MVHS is also freezing open positions “except for those that are deemed essential.” The plan also extends the four-month recovery plan’s requirements for decreased discretionary spending and freezing nonessential capital expenditures.

MVHS said it’s holding talks with the unions, United Food & Commercial Workers and Communications Workers of America (or CWA) about the impact on their membership.

In her message, Stromstad told the employees that the plan seeks to address an “uncertain” time for the organization.

She said patient and medical-procedure volumes have improved since the worst of the coronavirus crisis, but not all the way.

“And, while are our volumes are increasing slowly, we are uncertain if they will ever go back to what they were, and in some areas, we are seeing little to no volume. To put this in perspective, even if we operate at 85 percent of our pre-COVID volumes, we will sustain monthly losses of between $5 [million] and $7 million per month, or about $86 million a year. Clearly this is not sustainable,” she noted.

The economic toll this pandemic has taken on health-care facilities has been “enormous,” per Stromstad’s message.

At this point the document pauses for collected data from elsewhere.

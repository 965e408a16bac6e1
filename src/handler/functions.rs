use std::future::Future;
use std::marker::PhantomData;

use async_trait::async_trait;

use super::{BatchMessageHandler, MessageHandler};
use crate::errors::SqsListenerError;
use crate::message::Message;

/// Implementation of [`MessageHandler`] that wraps an async function.
///
/// The wrapped function receives the converted message and a clone of the shared
/// resources on every invocation.
///
/// # Type Parameters
///
/// * `F` - The message handler function type
/// * `Fut` - The future returned by the handler function
/// * `T` - The payload type the handler accepts
/// * `TShared` - The type of shared resources passed to the handler
pub struct MessageHandlerFnImpl<F, Fut, T, TShared>
where
    F: Fn(Message<T>, TShared) -> Fut + Send + Sync + 'static,
    Fut: Future<Output = Result<(), SqsListenerError>> + Send + 'static,
    T: Send + 'static,
    TShared: Clone + Send + Sync + 'static,
{
    handler_fn: F,
    shared_resources: TShared,
    _marker: PhantomData<fn(T) -> Fut>,
}

impl<F, Fut, T, TShared> MessageHandlerFnImpl<F, Fut, T, TShared>
where
    F: Fn(Message<T>, TShared) -> Fut + Send + Sync + 'static,
    Fut: Future<Output = Result<(), SqsListenerError>> + Send + 'static,
    T: Send + 'static,
    TShared: Clone + Send + Sync + 'static,
{
    pub fn new(handler_fn: F, shared_resources: TShared) -> Self {
        MessageHandlerFnImpl {
            handler_fn,
            shared_resources,
            _marker: PhantomData,
        }
    }
}

#[async_trait]
impl<F, Fut, T, TShared> MessageHandler<T> for MessageHandlerFnImpl<F, Fut, T, TShared>
where
    F: Fn(Message<T>, TShared) -> Fut + Send + Sync + 'static,
    Fut: Future<Output = Result<(), SqsListenerError>> + Send + 'static,
    T: Send + 'static,
    TShared: Clone + Send + Sync + 'static,
{
    async fn handle(&self, message: Message<T>) -> Result<(), SqsListenerError> {
        (self.handler_fn)(message, self.shared_resources.clone()).await
    }
}

/// Implementation of [`BatchMessageHandler`] that wraps an async function.
pub struct BatchMessageHandlerFnImpl<F, Fut, T, TShared>
where
    F: Fn(Vec<Message<T>>, TShared) -> Fut + Send + Sync + 'static,
    Fut: Future<Output = Result<(), SqsListenerError>> + Send + 'static,
    T: Send + 'static,
    TShared: Clone + Send + Sync + 'static,
{
    handler_fn: F,
    shared_resources: TShared,
    _marker: PhantomData<fn(T) -> Fut>,
}

impl<F, Fut, T, TShared> BatchMessageHandlerFnImpl<F, Fut, T, TShared>
where
    F: Fn(Vec<Message<T>>, TShared) -> Fut + Send + Sync + 'static,
    Fut: Future<Output = Result<(), SqsListenerError>> + Send + 'static,
    T: Send + 'static,
    TShared: Clone + Send + Sync + 'static,
{
    pub fn new(handler_fn: F, shared_resources: TShared) -> Self {
        BatchMessageHandlerFnImpl {
            handler_fn,
            shared_resources,
            _marker: PhantomData,
        }
    }
}

#[async_trait]
impl<F, Fut, T, TShared> BatchMessageHandler<T> for BatchMessageHandlerFnImpl<F, Fut, T, TShared>
where
    F: Fn(Vec<Message<T>>, TShared) -> Fut + Send + Sync + 'static,
    Fut: Future<Output = Result<(), SqsListenerError>> + Send + 'static,
    T: Send + 'static,
    TShared: Clone + Send + Sync + 'static,
{
    async fn handle_batch(&self, messages: Vec<Message<T>>) -> Result<(), SqsListenerError> {
        (self.handler_fn)(messages, self.shared_resources.clone()).await
    }
}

“For MVHS, the federal relief funding and our four-month recovery plan stabilized our financial situation for the short-term but will not be enough to sustain us over the long-term. To date, we have received a little more than $30 million in federal financial aid, but are projecting continuing losses due to lower volumes in our services and additional expenses for [personal protective equipment, or] PPE and other items to stay prepared for a potential resurgence of COVID-19,” she said.

Stromstad added that MVHS will share more details “in the coming weeks.”